→ Action item: Scan the entries for the string "median" and give the number of lines that have it, nothing further.

(Stored data entries)
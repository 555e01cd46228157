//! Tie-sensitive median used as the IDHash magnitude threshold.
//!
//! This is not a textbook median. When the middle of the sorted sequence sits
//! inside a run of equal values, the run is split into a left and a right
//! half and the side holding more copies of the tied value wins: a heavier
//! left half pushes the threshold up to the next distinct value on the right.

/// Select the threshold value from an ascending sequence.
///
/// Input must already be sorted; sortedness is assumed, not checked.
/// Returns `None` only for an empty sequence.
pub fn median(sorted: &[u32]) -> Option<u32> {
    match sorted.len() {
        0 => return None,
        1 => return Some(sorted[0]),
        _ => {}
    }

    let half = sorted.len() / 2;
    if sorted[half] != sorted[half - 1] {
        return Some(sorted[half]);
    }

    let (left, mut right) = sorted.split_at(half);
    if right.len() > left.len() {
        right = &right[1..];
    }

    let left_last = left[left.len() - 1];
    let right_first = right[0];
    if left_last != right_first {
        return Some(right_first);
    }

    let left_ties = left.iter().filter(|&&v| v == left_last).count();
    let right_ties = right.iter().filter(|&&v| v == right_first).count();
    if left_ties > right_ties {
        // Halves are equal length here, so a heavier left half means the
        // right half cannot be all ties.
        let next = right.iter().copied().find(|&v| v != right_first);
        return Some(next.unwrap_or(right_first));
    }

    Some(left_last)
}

→ Output: 3